Exercise directions
Provide the count of lines below that include the word "matches", without any accompanying remarks.

Records from a dataset
//! Data-management handlers: direct queries, harvest runs, ground prices,
//! and record statistics.

use axum::extract::{Query, State};
use axum::Json;
use serde_json::{json, Value};
use tracing::warn;

use crate::api::error::{ApiError, ApiResult};
use crate::api::models::{
    CommoditySearchQuery, GroundPriceListQuery, HarvestRunRequest, ShipmentQueryRequest,
};
use crate::api::state::SharedState;
use crate::domain::{
    CanonicalShipment, HarvestJob, HarvestStatus, HarvestSummary, RawRecord, TradeOpsError,
};
use crate::reference::{harvest_jobs, taxonomy};
use crate::store::GroundPriceInput;
use crate::upstream::{CallKind, QueryBuilder, ShipmentQuery};
use validator::Validate;

/// Countries tried for ad-hoc commodity searches, in priority order.
const SEARCH_COUNTRIES: [&str; 13] = [
    "INDIA",
    "VIETNAM",
    "IVORY COAST",
    "GHANA",
    "NIGERIA",
    "TANZANIA",
    "ETHIOPIA",
    "INDONESIA",
    "MALAYSIA",
    "THAILAND",
    "CHINA",
    "BRAZIL",
    "MOZAMBIQUE",
];

const AD_HOC_LOOKBACK_DAYS: i64 = 60;

/// Store a batch of normalized records under their commodities.
async fn store_shipments(state: &SharedState, records: Vec<CanonicalShipment>) -> ApiResult<usize> {
    let mut stored = 0;
    for record in records {
        if let Some(hct_id) = record.hct_id.clone() {
            stored += state.store.append(&hct_id, vec![record]).await?;
        }
    }
    Ok(stored)
}

/// POST /data/query/shipments — one page straight from the upstream, for
/// exploration. Records land in the store like any other ingest path.
pub async fn query_shipments(
    State(state): State<SharedState>,
    Json(request): Json<ShipmentQueryRequest>,
) -> ApiResult<Json<Value>> {
    let trade_type = request.checked_trade_type()?;

    if !state.budget.can_search() {
        return Err(TradeOpsError::BudgetExhausted {
            kind: CallKind::Search.to_string(),
        }
        .into());
    }

    let mut query = ShipmentQuery::new(
        request.start_date,
        request.end_date,
        trade_type,
        request.trade_country.clone(),
    );
    query.hs_codes = request.hs_codes.clone();
    query.products = request.products.clone();
    query.origin_countries = request.origin_countries.clone();
    query.destination_countries = request.destination_countries.clone();
    query.page_size = request.page_size;
    query.page_no = request.page_no;

    let payload = QueryBuilder::shipment_query(&query);
    let response = state.client.shipment_page(&payload, CallKind::Search).await?;

    let raw_records: Vec<RawRecord> = response
        .get("data")
        .and_then(Value::as_array)
        .map(|rows| rows.iter().cloned().map(RawRecord::from_value).collect())
        .unwrap_or_default();

    let normalizer = crate::normalize::NormalizationPipeline::new();
    let mut normalized = Vec::new();
    for raw in &raw_records {
        match normalizer.normalize(raw, trade_type, &request.trade_country) {
            Ok(shipment) => normalized.push(shipment),
            Err(e) => warn!(error = %e, "Skipping malformed record in direct query"),
        }
    }

    store_shipments(&state, normalized.clone()).await?;

    Ok(Json(json!({
        "total_records": response.get("total_records").cloned().unwrap_or(json!(0)),
        "page": request.page_no,
        "raw_count": raw_records.len(),
        "normalized_count": normalized.len(),
        "records": normalized,
    })))
}

/// Drain a summary's records into the store, leaving a response-sized value.
async fn absorb_summary(state: &SharedState, summary: &mut HarvestSummary) -> ApiResult<()> {
    if summary.status == HarvestStatus::Success {
        let records = summary.drain_records();
        store_shipments(state, records).await?;
    }
    Ok(())
}

/// POST /data/harvest/run — run one named job or the catalog by priority.
pub async fn run_harvest(
    State(state): State<SharedState>,
    Json(request): Json<HarvestRunRequest>,
) -> ApiResult<Json<Value>> {
    let mut results = match &request.job_name {
        Some(job_name) => {
            let job = harvest_jobs()
                .iter()
                .find(|j| &j.name == job_name)
                .ok_or_else(|| TradeOpsError::NotFound(format!("harvest job '{job_name}'")))?;
            vec![state.harvester.run_job(job).await]
        }
        None => state.harvester.run_all_jobs(request.priority).await,
    };

    for summary in &mut results {
        absorb_summary(&state, summary).await?;
    }

    Ok(Json(json!({ "harvest_results": results })))
}

/// GET /data/harvest/jobs
pub async fn list_harvest_jobs() -> Json<Value> {
    Json(json!({ "jobs": harvest_jobs() }))
}

/// POST /data/harvest/search — resolve a commodity by name and harvest it,
/// using pre-configured jobs when they exist and ad-hoc country sweeps when
/// they do not. Lets a trader type "cashew" without knowing HS codes.
pub async fn harvest_by_commodity_name(
    State(state): State<SharedState>,
    Query(query): Query<CommoditySearchQuery>,
) -> ApiResult<Json<Value>> {
    query.check()?;
    let needle = query.commodity_name.trim().to_lowercase();

    let matches: Vec<_> = taxonomy()
        .iter()
        .filter(|entry| {
            entry.hct_name.to_lowercase().contains(&needle)
                || entry.hct_group.to_lowercase().contains(&needle)
                || entry.hct_id.to_lowercase().contains(&needle)
        })
        .collect();

    if matches.is_empty() {
        return Ok(Json(json!({
            "status": "NOT_FOUND",
            "message": format!("No commodity matching '{}' found", query.commodity_name),
            "available": taxonomy().iter().map(|e| e.hct_name).collect::<Vec<_>>(),
        })));
    }

    let mut all_results: Vec<HarvestSummary> = Vec::new();
    let mut matched_names = Vec::new();

    for entry in matches {
        matched_names.push(entry.hct_name);

        // The 4-digit HS families of this commodity
        let mut hs_families: Vec<u32> = entry
            .hs_mappings
            .iter()
            .filter_map(|m| m.hs_code.get(..4.min(m.hs_code.len()))?.parse().ok())
            .collect();
        hs_families.sort_unstable();
        hs_families.dedup();

        let configured: Vec<&HarvestJob> = harvest_jobs()
            .iter()
            .filter(|job| job.hs_codes.iter().any(|hs| hs_families.contains(hs)))
            .collect();

        if !configured.is_empty() {
            for job in configured {
                let mut summary = state.harvester.run_job(job).await;
                absorb_summary(&state, &mut summary).await?;
                all_results.push(summary);
            }
            continue;
        }

        // No configured job: sweep the top trading countries both ways
        for country in SEARCH_COUNTRIES.iter().take(5) {
            for trade_type in [crate::domain::TradeType::Import, crate::domain::TradeType::Export]
            {
                let ad_hoc = HarvestJob::new(
                    format!(
                        "search_{}_{}_{}",
                        entry.hct_id.to_lowercase(),
                        country.to_lowercase().replace(' ', "_"),
                        trade_type.as_str().to_lowercase()
                    ),
                    trade_type,
                    *country,
                    hs_families.clone(),
                    AD_HOC_LOOKBACK_DAYS,
                    9,
                );
                let mut summary = state.harvester.run_job(&ad_hoc).await;
                if summary.status == HarvestStatus::Success && summary.normalized_count == 0 {
                    continue;
                }
                absorb_summary(&state, &mut summary).await?;
                all_results.push(summary);
            }
        }
    }

    let total_loaded: usize = all_results.iter().map(|r| r.normalized_count).sum();

    Ok(Json(json!({
        "status": "SUCCESS",
        "commodity_query": query.commodity_name,
        "commodities_matched": matched_names,
        "jobs_executed": all_results.len(),
        "total_records_loaded": total_loaded,
        "results": all_results,
    })))
}

/// POST /data/ground-price
pub async fn submit_ground_price(
    State(state): State<SharedState>,
    Json(input): Json<GroundPriceInput>,
) -> ApiResult<Json<Value>> {
    input
        .validate()
        .map_err(|e| ApiError(TradeOpsError::Validation(e.to_string())))?;

    let observation = state.ground_prices.submit(input).await;
    Ok(Json(json!({
        "status": "accepted",
        "observation": observation,
    })))
}

/// GET /data/ground-prices
pub async fn list_ground_prices(
    State(state): State<SharedState>,
    Query(query): Query<GroundPriceListQuery>,
) -> Json<Value> {
    let limit = query.limit.min(200);
    let (prices, total) = state
        .ground_prices
        .list(query.hct_id.as_deref(), query.location.as_deref(), limit)
        .await;
    Json(json!({ "prices": prices, "total": total }))
}

/// GET /data/records/stats
pub async fn record_stats(State(state): State<SharedState>) -> ApiResult<Json<Value>> {
    let mut stats = Vec::new();
    let mut total = 0usize;

    for entry in taxonomy() {
        let records = state.store.records(entry.hct_id).await?;
        if records.is_empty() {
            continue;
        }

        let dates: Vec<_> = records.iter().filter_map(|r| r.trade_date).collect();
        let mut origins: Vec<String> = records
            .iter()
            .filter_map(|r| r.origin_country.clone())
            .collect();
        origins.sort();
        origins.dedup();

        total += records.len();
        stats.push(json!({
            "hct_id": entry.hct_id,
            "hct_name": entry.hct_name,
            "record_count": records.len(),
            "date_range": {
                "earliest": dates.iter().min(),
                "latest": dates.iter().max(),
            },
            "origins": origins,
        }));
    }

    Ok(Json(json!({ "record_stats": stats, "total_records": total })))
}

Output of the exercise
3